Gel bakayım oğlum, veya kızım, niye konuştun?
“Ben konuşmadım öğretmenim, Fatma silgi istedi ona silgi verdim” gibi etkisiz bir savunma...
Halbuki bırak konuşsun çocuklar, ne var?
Sınıfta iki kahkaha fazladan atılsın.
İki çocuk, iki dakika mutlu olsun.
Kavga, küfür olmadıktan sonra, kime ne zararı olur konuşmanın?
Şehir Üniversitesinin kapatılma kararı resmi gazeteden ilan edildiği zaman, bizim sivil toplumdaki sessizliği görünce, mütehassis oldum.
Sivil toplumun yanı sıra, akademik dünya da “Yahu, üniversite kapatmak çok makbul bir şey değil” anlamına gelebilecek cılız, süklüm püklüm bir açıklama bile yapmadı.

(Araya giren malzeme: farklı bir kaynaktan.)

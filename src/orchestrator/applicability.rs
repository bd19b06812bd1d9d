//! Which damage mechanisms apply to an asset.
//!
//! A mechanism runs only when it is configured for the asset and the asset's
//! construction admits it. An inapplicable mechanism produces no factor and
//! no exclusion.

use crate::core::{AssetContext, ComponentType, MaterialFamily, MechanismKind};
use serde::Serialize;
use std::fmt;

/// Why a mechanism does not apply.
#[derive(Debug, Clone, Copy, PartialEq, Eq, Serialize)]
#[serde(rename_all = "snake_case")]
pub enum Inapplicability {
    NotConfigured,
    NotInsulated,
    Insulated,
    NotFerritic,
    NotAustenitic,
    CathodicallyProtected,
    NotPiping,
}

impl fmt::Display for Inapplicability {
    fn fmt(&self, f: &mut fmt::Formatter<'_>) -> fmt::Result {
        let text = match self {
            Self::NotConfigured => "not configured for the asset",
            Self::NotInsulated => "component is not insulated",
            Self::Insulated => "component is insulated",
            Self::NotFerritic => "material is not ferritic",
            Self::NotAustenitic => "material is not austenitic stainless",
            Self::CathodicallyProtected => "buried with cathodic protection",
            Self::NotPiping => "component is not piping",
        };
        write!(f, "{}", text)
    }
}

pub fn applicability(ctx: &AssetContext, mechanism: MechanismKind) -> Result<(), Inapplicability> {
    if !ctx.is_configured(mechanism) {
        return Err(Inapplicability::NotConfigured);
    }
    let family = ctx.design.material_family;
    let protection = &ctx.protection;
    match mechanism {
        MechanismKind::Thinning | MechanismKind::InternalSccSohic => Ok(()),
        MechanismKind::ExternalCorrosion => {
            if !family.is_ferritic() {
                Err(Inapplicability::NotFerritic)
            } else if protection.insulated {
                Err(Inapplicability::Insulated)
            } else if protection.underground && protection.cathodic_protection {
                Err(Inapplicability::CathodicallyProtected)
            } else {
                Ok(())
            }
        }
        MechanismKind::Cui => {
            if !protection.insulated {
                Err(Inapplicability::NotInsulated)
            } else if !family.is_ferritic() {
                Err(Inapplicability::NotFerritic)
            } else {
                Ok(())
            }
        }
        MechanismKind::ExternalClScc => {
            if family == MaterialFamily::AusteniticStainless {
                Ok(())
            } else {
                Err(Inapplicability::NotAustenitic)
            }
        }
        MechanismKind::MechanicalFatigue => {
            if ctx.component == ComponentType::Pipe {
                Ok(())
            } else {
                Err(Inapplicability::NotPiping)
            }
        }
    }
}

/// Applicable mechanisms in fixed evaluation order.
pub fn applicable_mechanisms(ctx: &AssetContext) -> Vec<MechanismKind> {
    MechanismKind::ALL
        .into_iter()
        .filter(|mechanism| match applicability(ctx, *mechanism) {
            Ok(()) => true,
            Err(Inapplicability::NotConfigured) => false,
            Err(reason) => {
                tracing::debug!(asset = %ctx.asset_id, %mechanism, %reason, "mechanism not applicable");
                false
            }
        })
        .collect()
}
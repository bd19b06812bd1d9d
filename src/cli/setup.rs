//! Runtime setup for the CLI: thread pool and configuration.

use crate::config::{load_config, load_config_validated, EngineConfig};
use crate::errors::CalcError;
use std::path::Path;

/// Configure rayon's global thread pool once at startup.
pub fn configure_thread_pool(jobs: usize) {
    let mut builder = rayon::ThreadPoolBuilder::new();
    if jobs > 0 {
        builder = builder.num_threads(jobs);
    }

    if let Err(e) = builder.build_global() {
        // Already configured, e.g. by an embedding host
        log::debug!("Thread pool already configured: {}", e);
    }
}

/// An explicit `--config` must exist and validate; otherwise `.rbi.toml`
/// is searched for and invalid sections fall back to defaults.
pub fn resolve_config(explicit: Option<&Path>) -> Result<EngineConfig, CalcError> {
    match explicit {
        Some(path) => load_config_validated(path),
        None => Ok(load_config()),
    }
}
//! When a recalculation should run.
//!
//! The host passes the configured trigger in explicitly; there is no global
//! auto-calculate switch.

use chrono::{DateTime, Duration, Utc};
use serde::{Deserialize, Serialize};

#[derive(Debug, Clone, Copy, PartialEq, Eq, Serialize, Deserialize, Default)]
#[serde(rename_all = "snake_case")]
pub enum RecalculationTrigger {
    /// Recalculate only on explicit request
    #[default]
    Manual,
    /// Recalculate once edits have been quiet for `debounce_ms`
    OnFieldChange { debounce_ms: u64 },
}

/// What prompted the host to ask.
#[derive(Debug, Clone, Copy, PartialEq, Eq)]
pub enum RecalculationRequest {
    /// The user pressed "calculate"
    Explicit,
    /// A field was edited; `last_edit` is the most recent edit time
    FieldEdited { last_edit: DateTime<Utc> },
}

#[derive(Debug, Clone, Copy, PartialEq, Eq, Default, Serialize, Deserialize)]
pub struct RecalculationPolicy {
    pub trigger: RecalculationTrigger,
}

impl RecalculationPolicy {
    pub fn new(trigger: RecalculationTrigger) -> Self {
        Self { trigger }
    }

    pub fn manual() -> Self {
        Self::new(RecalculationTrigger::Manual)
    }

    pub fn on_field_change(debounce_ms: u64) -> Self {
        Self::new(RecalculationTrigger::OnFieldChange { debounce_ms })
    }

    /// Explicit requests always run. Edits run only under `OnFieldChange`,
    /// and only after the debounce interval has passed since the last edit.
    pub fn should_recalculate(&self, request: RecalculationRequest, now: DateTime<Utc>) -> bool {
        match (self.trigger, request) {
            (_, RecalculationRequest::Explicit) => true,
            (RecalculationTrigger::Manual, RecalculationRequest::FieldEdited { .. }) => false,
            (
                RecalculationTrigger::OnFieldChange { debounce_ms },
                RecalculationRequest::FieldEdited { last_edit },
            ) => now - last_edit >= debounce_duration(debounce_ms),
        }
    }
}

fn debounce_duration(debounce_ms: u64) -> Duration {
    Duration::milliseconds(i64::try_from(debounce_ms).unwrap_or(i64::MAX))
}

/// Coalesces a burst of edits into one recalculation.
#[derive(Debug, Clone)]
pub struct EditDebouncer {
    policy: RecalculationPolicy,
    pending_since: Option<DateTime<Utc>>,
}

impl EditDebouncer {
    pub fn new(policy: RecalculationPolicy) -> Self {
        Self {
            policy,
            pending_since: None,
        }
    }

    pub fn record_edit(&mut self, at: DateTime<Utc>) {
        self.pending_since = Some(at);
    }

    pub fn has_pending(&self) -> bool {
        self.pending_since.is_some()
    }

    /// True once per burst, when the quiet period has elapsed.
    pub fn poll(&mut self, now: DateTime<Utc>) -> bool {
        let Some(last_edit) = self.pending_since else {
            return false;
        };
        let fire = self
            .policy
            .should_recalculate(RecalculationRequest::FieldEdited { last_edit }, now);
        if fire {
            self.pending_since = None;
        }
        fire
    }
}

#[cfg(test)]
mod tests {
    use super::*;
    use chrono::TimeZone;

    fn at(ms: i64) -> DateTime<Utc> {
        Utc.timestamp_millis_opt(1_700_000_000_000 + ms).unwrap()
    }

    #[test]
    fn test_manual_ignores_edits() {
        let policy = RecalculationPolicy::manual();
        let edit = RecalculationRequest::FieldEdited { last_edit: at(0) };
        assert!(!policy.should_recalculate(edit, at(1_000_000)));
        assert!(policy.should_recalculate(RecalculationRequest::Explicit, at(0)));
    }

    #[test]
    fn test_field_change_waits_for_debounce() {
        let policy = RecalculationPolicy::on_field_change(500);
        let edit = RecalculationRequest::FieldEdited { last_edit: at(0) };
        assert!(!policy.should_recalculate(edit, at(499)));
        assert!(policy.should_recalculate(edit, at(500)));
    }

    #[test]
    fn test_debouncer_fires_once_per_burst() {
        let mut debouncer = EditDebouncer::new(RecalculationPolicy::on_field_change(200));
        debouncer.record_edit(at(0));
        debouncer.record_edit(at(150));
        assert!(!debouncer.poll(at(300)));
        assert!(debouncer.poll(at(350)));
        assert!(!debouncer.poll(at(1_000)));
        assert!(!debouncer.has_pending());
    }

    #[test]
    fn test_trigger_toml_forms() {
        #[derive(Deserialize)]
        struct Wrapper {
            trigger: RecalculationTrigger,
        }
        let manual: Wrapper = toml::from_str("trigger = \"manual\"").unwrap();
        assert_eq!(manual.trigger, RecalculationTrigger::Manual);
        let debounced: Wrapper =
            toml::from_str("trigger = { on_field_change = { debounce_ms = 750 } }").unwrap();
        assert_eq!(
            debounced.trigger,
            RecalculationTrigger::OnFieldChange { debounce_ms: 750 }
        );
    }
}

Birkaç muhalif siyasetçi iki kelam etmese olaydan haberi bile olmayacaktı çoğumuzun.
Ne kadar terbiyeliyiz, ne kadar usluyuz.
Mümessil numaramızı tahtaya yazar diye çıt çıkarmıyoruz.
Sadece üniversitenin kapatılması konusunda değil, her durumda böyleyiz.
Bildiğimiz bütün doğrulardan vazgeçebiliriz.
Hikmeti meçhul olan bütün fiillere, bütün fikirlere hikmet inşa edebiliriz.
Devletimiz bir konuda kanaat belirttiği zaman veya bir teşebbüste bulunduğu zaman, hepimiz, kendimizi o kanaate göre hizalamaya hazırız.
İstemeyerek, diyemem buna.
İçimizdeki mümessil, bizi hızla büyüklerimizin her türlü kanaatine baş sallayacak kıvama getiriyor.
Baş sallamakla yetinsek iyiydi yine.
Parmak sallıyoruz, kazara sesini çıkaran olursa.
Biz, böyleyiz artık.
Sivil toplumumuz, tatlı su sivili.
Ulemamız, tatlı su alimi.
Rahat olun. Hal ve gidiş güzel. Hiçbir mümessil adınızı tahtaya yazmayacak.
***
Bütün bu genellemeleri bir ‘çocuk’ bozdu.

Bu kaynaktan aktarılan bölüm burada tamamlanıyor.